Farc flexibilizam exigências para troca de reféns

BOGOTÁ - As Forças Armadas Revolucionárias da Colômbia (Farc) aceitaram uma proposta que, visando acelerar a troca de militares e policiais em seu poder pela libertação de aproximadamente 500 insurgentes presos, prevê a flexibilização de suas exigências para a desmilitarização dos territórios em que aconteceriam as negociações.

EFE |

O anúncio da guerrilha aceitando essas condições é feito numa carta divulgada hoje pelo site da "Agência de Notícias Nova Colômbia" (Anncol), que geralmente divulga os pronunciamentos do grupo rebelde.

A mensagem, que é assinada pela cúpula da guerrilha e tem a data de ontem, é uma resposta a pedidos de personalidades lideradas pela senadora opositora Piedad Córdoba, que já conduziu a libertação de vários políticos e militares sequestrados pelas Farc.

Nela, as Farc dizem estar dispostas a aceitar um diálogo para a troca humanitária, com a condição de que observadores e representantes internacionais participem dele.

Embora um acordo para a troca de reféns por rebeldes presos seja uma possibilidade estudada há cerca de seis anos, ele sempre dependeu da disposição do Governo em desmilitarizar uma extensa área do departamento (estado) de Valle del Cauca, exigência das Farc que o presidente Álvaro Uribe nunca aceitou.

No entanto, na carta de ontem, as Farc minimizaram importância da exigência para a desmilitarização dos municípios de Florida e Pradera (Valle del Cauca), da qual eles faziam questão para se sentar à mesa com o Governo.

"Queremos reiterar que estamos prontos para a troca de prisioneiros de guerra e dispostos a não fazer do local do diálogo um obstáculo não superável (...)", disseram as Farc ao grupo Colombianos pela Paz, dirigido por Córdoba.

Porém, os guerrilheiros pediram "garantias efetivas" para que seu trio de representantes, integrado por Pablo Catatumbo, Carlos Antonio Lozada e Fabián Ramírez, possa participar das gestões, e que a forma, o tempo e local do diálogo sejam definidos e divulgados "com suficiente antecipação".

Com as várias libertações, resgates, fugas e mortes de reféns no último ano, o grupo de sequestrados "passíveis de troca" em poder das Farc diminuiu para 22 pessoas. Com seu poder de barganha cada vez menor, a guerrilha parece ter adotado uma postura menos combativa e mais diplomática.

"Temos certeza de que a recente libertação unilateral de seis prisioneiros a pedido de sua importante gestão estimula o esforço coletivo que busca a solução para o imenso drama que vive a Colômbia", disseram as Farc na carta à senadora Córdoba.

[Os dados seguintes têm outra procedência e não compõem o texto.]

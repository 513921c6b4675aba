//! Port validation helpers.
//!
//! Port numbers are carried as raw `u16` values throughout the crate;
//! validation happens once at the API boundary.

use crate::error::{ProbeError, ProbeResult};

/// Minimum valid port number.
pub const PORT_MIN: u16 = 1;
/// Maximum valid port number.
pub const PORT_MAX: u16 = 65535;

/// Validate a port number against the full valid range (1-65535).
///
/// Takes a `u32` so that out-of-range inputs (0 as well as anything above
/// 65535) are representable; returns the validated `u16`.
pub fn validate_port(port: u32) -> ProbeResult<u16> {
    if port < PORT_MIN as u32 || port > PORT_MAX as u32 {
        return Err(ProbeError::InvalidPort {
            port,
            min: PORT_MIN,
            max: PORT_MAX,
        });
    }
    Ok(port as u16)
}

/// Validate a port against an explicit `[min, max]` window.
pub fn validate_port_in(port: u32, min: u16, max: u16) -> ProbeResult<u16> {
    if port < min as u32 || port > max as u32 {
        return Err(ProbeError::InvalidPort { port, min, max });
    }
    Ok(port as u16)
}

Na mesma mensagem, os líderes das Farc também prometeram enviar provas de vida dos militares e policiais sequestrados, se referiram aos pedidos para que o grupo deixe o sequestro como fonte de receita e, depois de negar que têm 3 mil reféns, garantiram que só mantêm nove pessoas em seu poder.

Os rebeldes disseram ainda que o corpo do major da Polícia Julián Ernesto Guevara, morto em cativeiro após uma "rara" doença, será entregue "à mãe em data e local a serem indicados mais adiante, quando a situação de ordem pública permitir".

Em contrapartida, cobraram das autoridades a entrega dos restos mortais do então segundo homem na hierarquia das Farc, Luis Edgar Devia, mais conhecido como "Raúl Reyes", que perdeu a vida numa incursão colombiana contra um acampamento da guerrilha em solo equatoriano no dia 1º de março do ano passado.

As Farc pediram ainda os restos de "Ivan Ríos", outro integrante da cúpula rebelde, assassinado em março de 2008 por um guarda-costas interessado na alta recompensa oferecida pelas autoridades.

Na carta, os insurgentes também expressaram sua confiança em "alternativas políticas para a elaboração do projeto de uma nova sociedade mais equilibrada, inclusiva e justa".

Apesar de todas essas demonstrações, ontem, em virtude dos recentes ataques e planos da guerrilha para matar o ministro da Justiça, o presidente colombiano já descartou a possibilidade de diálogo, e ainda afirmou que é preciso ter "firmeza com os terroristas".

"Que diálogo pode haver com estes bandidos que colocam explosivos perto das escolas e no caminho das crianças? O diálogo é com a democracia. O diálogo não é com os terroristas", afirmou o chefe de Estado.